With that map in place, finding the shortest path was as simple as trying all the possible visiting orders. Since there were eight cities in my map, the number of routes is 7!, which is just 5040. So it can be easily brute forced. For more cities, we should do a depth first search and abandon any route that is longer than the current best one we’ve found.

My findShortestPath function uses a recursive internal search function which works through a list of cities still to visit. And since part b of the problem also asks us to return to our original location, we need the search function to return not only the distance but the ending point, so we can append the distance back to home onto each visiting order.

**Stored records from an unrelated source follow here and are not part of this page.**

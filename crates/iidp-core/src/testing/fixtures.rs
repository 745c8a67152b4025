/// Sample JEE catalog data for tests: a handful of items per topic across
/// all three subjects, spanning easy/medium/hard difficulty tiers.
use crate::config::difficulty_tier_for_b;
use crate::domain::{Item, IrtParams, ItemId, ItemType, TopicId};

fn item(id: &str, topic: &str, b: f64, a: f64, c: f64) -> Item {
    Item {
        id: ItemId::new(id),
        topic_id: TopicId::new(topic),
        item_type: ItemType::SingleChoice,
        difficulty_tier: difficulty_tier_for_b(b),
        irt: IrtParams::new(b, a, c).unwrap(),
    }
}

/// A small but structurally representative catalog: 5 topics, 4 items each,
/// spread across the difficulty tiers the selector's filter cascade cares
/// about.
pub fn sample_catalog() -> Vec<Item> {
    let mut items = Vec::new();
    let topics = [
        "PHY:mechanics",
        "PHY:optics",
        "CHEM:organic_chemistry",
        "MATH:calculus",
        "MATH:algebra",
    ];
    for topic in topics {
        for (i, (b, a, c)) in [
            (0.4, 1.2, 0.25),
            (1.0, 1.5, 0.25),
            (1.6, 1.7, 0.2),
            (2.4, 1.9, 0.15),
        ]
        .into_iter()
        .enumerate()
        {
            items.push(item(&format!("{topic}-{i}"), topic, b, a, c));
        }
    }
    items
}

pub fn sample_topics() -> Vec<TopicId> {
    sample_catalog()
        .iter()
        .map(|i| i.topic_id.clone())
        .collect::<std::collections::BTreeSet<_>>()
        .into_iter()
        .collect()
}
/// Tunable constants for the adaptive assessment engine.
///
/// Centralised here per the spec's configuration-constants table so the
/// kernel, ability store, phase controller, and selector never hardcode a
/// magic number inline.
use std::collections::HashMap;

use crate::domain::{DifficultyTier, Subject, TopicId};

#[derive(Debug, Clone, Copy, PartialEq)]
pub struct EngineConfig {
    pub theta_min: f64,
    pub theta_max: f64,
    pub se_min: f64,
    pub se_max: f64,

    /// Base learning rate for `update_after_response`.
    pub base_learning_rate: f64,
    /// Per-attempt decay of the learning rate.
    pub learning_rate_decay: f64,
    /// Multiplicative SE shrinkage applied on every update.
    pub se_reduction_factor: f64,

    /// Completed-quiz count at which the phase controller switches to exploitation.
    pub exploration_end_quiz: u32,
    pub exploration_start_ratio: f32,
    pub exploration_min_ratio: f32,
    pub exploration_ratio_decay_per_quiz: f32,

    pub quiz_length: usize,
    /// Exploitation slot split: (weak, maintenance, review).
    pub exploitation_split: (usize, usize, usize),
    /// Recovery slot split: (easy, medium, review).
    pub recovery_split: (usize, usize, usize),

    /// `|b - target_theta| <= optimal_difficulty_window` in the selector's strict filter.
    pub optimal_difficulty_window: f64,
    /// Default discrimination floor (`a_min`) the selector's strict filter
    /// applies when the caller doesn't request a specific one.
    pub min_discrimination: f64,
    /// Trailing window, in days, defining the "recently answered" exclusion set.
    pub recency_window_days: i64,
    /// Consecutive-failure count that trips the circuit breaker.
    pub circuit_breaker_threshold: usize,

    /// Retries attempted for a repository call that fails with a retryable
    /// error (`Conflict`/`TransientIo`) before the engine gives up.
    pub max_retries: u32,
    /// Base backoff between retries; doubles on each subsequent attempt.
    pub retry_backoff_ms: u64,
    /// Wall-clock budget for a single engine operation, including retries.
    pub operation_deadline_ms: u64,
}

impl Default for EngineConfig {
    fn default() -> Self {
        Self {
            theta_min: crate::domain::THETA_MIN,
            theta_max: crate::domain::THETA_MAX,
            se_min: crate::domain::SE_MIN,
            se_max: crate::domain::SE_MAX,
            base_learning_rate: 0.3,
            learning_rate_decay: 0.02,
            se_reduction_factor: 0.95,
            exploration_end_quiz: 14,
            exploration_start_ratio: 0.6,
            exploration_min_ratio: 0.3,
            exploration_ratio_decay_per_quiz: 0.04,
            quiz_length: 10,
            exploitation_split: (7, 2, 1),
            recovery_split: (7, 2, 1),
            optimal_difficulty_window: 0.5,
            min_discrimination: 1.0,
            recency_window_days: 30,
            circuit_breaker_threshold: 5,
            max_retries: 3,
            retry_backoff_ms: 50,
            operation_deadline_ms: 5_000,
        }
    }
}

/// Static per-topic JEE weightage table (0.3 / 0.6 / 1.0).
///
/// The source table was partial (documented with an ellipsis); per the
/// redesign notes, any topic absent from this map defaults to 0.5 rather than
/// panicking or treating it as zero-weight.
#[derive(Debug, Clone, Default)]
pub struct TopicWeightTable {
    weights: HashMap<TopicId, f32>,
    prereq_depths: HashMap<TopicId, u8>,
}

pub const DEFAULT_TOPIC_WEIGHT: f32 = 0.5;
pub const DEFAULT_PREREQ_DEPTH: u8 = 1;

impl TopicWeightTable {
    pub fn new() -> Self {
        Self::default()
    }

    pub fn with_weight(mut self, topic: TopicId, weight: f32) -> Self {
        self.weights.insert(topic, weight);
        self
    }

    pub fn with_prereq_depth(mut self, topic: TopicId, depth: u8) -> Self {
        self.prereq_depths.insert(topic, depth);
        self
    }

    /// JEE weightage for a topic: `{0.3, 0.6, 1.0}` by table lookup, else
    /// [`DEFAULT_TOPIC_WEIGHT`].
    pub fn weightage(&self, topic: &TopicId) -> f32 {
        self.weights
            .get(topic)
            .copied()
            .unwrap_or(DEFAULT_TOPIC_WEIGHT)
    }

    /// Prerequisite depth for a topic, `0..=3`, else [`DEFAULT_PREREQ_DEPTH`].
    pub fn prereq_depth(&self, topic: &TopicId) -> u8 {
        self.prereq_depths
            .get(topic)
            .copied()
            .unwrap_or(DEFAULT_PREREQ_DEPTH)
    }

    /// A representative seed table covering common JEE topics across the
    /// three subjects. Entries absent here still resolve through the
    /// documented defaults above; this is data, not an exhaustive catalog.
    pub fn jee_seed() -> Self {
        let mut table = Self::new();
        let high = [
            "PHY:mechanics",
            "PHY:electrodynamics",
            "CHEM:physical_chemistry",
            "MATH:calculus",
            "MATH:algebra",
        ];
        let medium = [
            "PHY:optics",
            "PHY:thermodynamics",
            "CHEM:organic_chemistry",
            "MATH:coordinate_geometry",
            "MATH:trigonometry",
        ];
        let low = [
            "PHY:modern_physics",
            "CHEM:inorganic_chemistry",
            "MATH:probability",
        ];
        for id in high {
            table = table.with_weight(TopicId::new(id), 1.0);
        }
        for id in medium {
            table = table.with_weight(TopicId::new(id), 0.6);
        }
        for id in low {
            table = table.with_weight(TopicId::new(id), 0.3);
        }

        let depth_0 = ["MATH:algebra", "PHY:mechanics", "CHEM:physical_chemistry"];
        let depth_2 = ["PHY:modern_physics", "MATH:probability"];
        let depth_3 = ["PHY:electrodynamics"];
        for id in depth_0 {
            table = table.with_prereq_depth(TopicId::new(id), 0);
        }
        for id in depth_2 {
            table = table.with_prereq_depth(TopicId::new(id), 2);
        }
        for id in depth_3 {
            table = table.with_prereq_depth(TopicId::new(id), 3);
        }
        table
    }
}

/// Minimum JEE weightage for a topic to be eligible for exploration ranking.
pub const EXPLORATION_MIN_WEIGHTAGE: f32 = 0.6;

/// An unexplored topic has fewer than this many attempts.
pub const UNEXPLORED_ATTEMPT_THRESHOLD: u32 = 2;

pub fn difficulty_tier_for_b(b: f64) -> DifficultyTier {
    if b < 0.9 {
        DifficultyTier::Easy
    } else if b < 1.7 {
        DifficultyTier::Medium
    } else {
        DifficultyTier::Hard
    }
}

let findShortestPath maze ret =
    let lookup = buildShortestPathLookup maze
    let rec search (toVisit:char list) current (dist:int) = seq {
        match toVisit with
        | [] ->  yield dist, current
        | _ ->
            for v in toVisit do
                let d = lookup.[(current,v)]
                yield! search (toVisit |> List.filter ((<>) v)) v (dist+d)
    }
    let toVisit = ['1'..'9'] |> List.choose (mazeFind maze) |> List.map (mazeLookup maze)
    let paths = search toVisit '0' 0
    if ret then
        paths |> Seq.map (fun (d,c) -> d + lookup.[c,'0'])
    else
        paths |> Seq.map fst

Now we have all the pieces in place to solve both parts of the problem, as well as check our work by solving the test input, which I’ve done each day so far this year and has helped a lot with the correctness of my solutions:

let maze = System.IO.File.ReadAllLines (__SOURCE_DIRECTORY__ + "\\input.txt")
let testMaze = System.IO.File.ReadAllLines (__SOURCE_DIRECTORY__ + "\\testinput.txt")

findShortestPath testMaze false |> Seq.min |> printfn "Test: %d"
findShortestPath maze false |> Seq.min |> printfn "Part a: %d"
findShortestPath maze true |> Seq.min |> printfn "Part b: %d"

Hopefully tomorrow’s puzzle won’t be too taxing, as I don’t think I’ll be allowed to get away with a few hours of programming on Christmas Day! Full code for today’s answer is up on GitHub.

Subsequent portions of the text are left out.